The motivation for the definition of relative condition number in Chapter 1 was to quantify the response of the result to perturbations of the data. For simplicity, we start by allowing perturbations to $\mathbf{b}$ only while $\mathbf{A}$ remains fixed.

Let $\mathbf{A}\mathbf{x}=\mathbf{b}$ be perturbed to

\mathbf{A}(\mathbf{x}+\mathbf{h}) = \mathbf{b}+\mathbf{d}.

(2.8.1)

The condition number should be the relative change in the solution divided by relative change in the data,

\frac{\quad\dfrac{\| \mathbf{h} \| }{\| \mathbf{x} \| }\quad}{\dfrac{\| \mathbf{d} \| }{\| \mathbf{b} \|}} = \frac{\| \mathbf{h} \|\;\| \mathbf{b} \| }{\| \mathbf{d} \|\; \| \mathbf{x} \| }.

(2.8.2)

We can bound $\| \mathbf{h} \|$ in terms of $\| \mathbf{d} \|$ :

\begin{split} \mathbf{A}\mathbf{x} + \mathbf{A} \mathbf{h} &= \mathbf{b} + \mathbf{d}, \\ \mathbf{A} \mathbf{h} &= \mathbf{d},\\ \mathbf{h} &= \mathbf{A}^{-1} \mathbf{d},\\ \| \mathbf{h} \| &\le \| \mathbf{A}^{-1}\| \,\| \mathbf{d} \|, \end{split}

(2.8.3)

where we have applied $\mathbf{A}\mathbf{x}=\mathbf{b}$ and (2.7.8). Since also $\mathbf{b}=\mathbf{A}\mathbf{x}$ implies $\| \mathbf{b} \|\le \| \mathbf{A} \|\, \| \mathbf{x} \|$ , we derive

\frac{\| \mathbf{h} \|\; \| \mathbf{b} \|}{\| \mathbf{d} \|\; \| \mathbf{x} \|} \le \frac{\bigl(\| \mathbf{A}^{-1} \|\, \| \mathbf{d} \|\bigr) \bigl(\| \mathbf{A} \|\,\| \mathbf{x} \|\bigr)}{\| \mathbf{d} \|\,\| \mathbf{x} \|} = \| \mathbf{A}^{-1}\| \, \| \mathbf{A} \|.

(2.8.4)

It is possible to show that this bound is tight, in the sense that the inequalities are in fact equalities for some choices of $\mathbf{b}$ and $\mathbf{d}$ . This result motivates a new definition.

2.8.1Main result¶

The matrix condition number (2.8.5) is equal to the condition number of solving a linear system of equations. Although we derived this fact above only for perturbations of $\mathbf{b}$ , a similar statement holds when $\mathbf{A}$ is perturbed.

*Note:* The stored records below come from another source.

//! Gpg decryption adapter. Implements Decryptor by invoking the external
//! `gpg` binary.
//!
//! Key management stays with gpg: the private key must already be installed
//! in the invoking user's keyring.

use crate::domain::DomainError;
use crate::ports::Decryptor;
use async_trait::async_trait;
use std::ffi::OsString;
use std::path::Path;
use tokio::process::Command;
use tracing::info;

pub struct GpgDecryptor {
    passphrase: Option<String>,
}

impl GpgDecryptor {
    /// `passphrase`: supplied to gpg in batch mode; when None, gpg falls back
    /// to its own agent/pinentry.
    pub fn new(passphrase: Option<String>) -> Self {
        Self { passphrase }
    }

    fn build_args(&self, input: &Path, output: &Path) -> Vec<OsString> {
        let mut args: Vec<OsString> = vec!["--batch".into(), "--yes".into()];
        if let Some(passphrase) = &self.passphrase {
            args.push("--passphrase".into());
            args.push(passphrase.trim().into());
        }
        args.push("-o".into());
        args.push(output.as_os_str().to_os_string());
        args.push("-d".into());
        args.push(input.as_os_str().to_os_string());
        args
    }
}

#[async_trait]
impl Decryptor for GpgDecryptor {
    async fn decrypt(&self, input: &Path, output: &Path) -> Result<(), DomainError> {
        let status = Command::new("gpg")
            .args(self.build_args(input, output))
            .status()
            .await
            .map_err(|e| DomainError::Decrypt(format!("failed to run gpg: {e}")))?;
        if !status.success() {
            return Err(DomainError::Decrypt(format!(
                "gpg exited with {status} for {}",
                input.display()
            )));
        }
        info!(input = %input.display(), output = %output.display(), "decrypted archive");
        Ok(())
    }
}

Using a traditional Δ notation for the perturbation in a quantity, we can write the following.

Note that for any induced matrix norm,

1 = \| \mathbf{I} \| = \| \mathbf{A} \mathbf{A}^{-1} \| \le \| \mathbf{A} \|\, \| \mathbf{A}^{-1} \| = \kappa(\mathbf{A}).

(2.8.8)

A condition number of 1 is the best we can hope for—in that case, the relative perturbation of the solution has the same size as that of the data. A condition number of size $10^t$ indicates that in floating-point arithmetic, roughly $t$ digits are lost (i.e., become incorrect) in computing the solution $\mathbf{x}$ . And if $\kappa(\mathbf{A}) > \epsilon_\text{mach}^{-1}$ , then for computational purposes the matrix is effectively singular.

Example 2.8.1 (Matrix condition number)

Julia

MATLAB

Python

Example 2.8.1

Julia has a function cond to compute matrix condition numbers. By default, the 2-norm is used. As an example, the family of Hilbert matrices is famously badly conditioned. Here is the $6\times 6$ case.

A = [ 1 / (i + j) for i in 1:6, j in 1:6 ]
κ = cond(A)

5.109816297946132e7

Because $\kappa\approx 10^8$ , it’s possible to lose nearly 8 digits of accuracy in the process of passing from $\mathbf{A}$ and $\mathbf{b}$ to $\mathbf{x}$ . That fact is independent of the algorithm; it’s inevitable once the data are expressed in finite precision.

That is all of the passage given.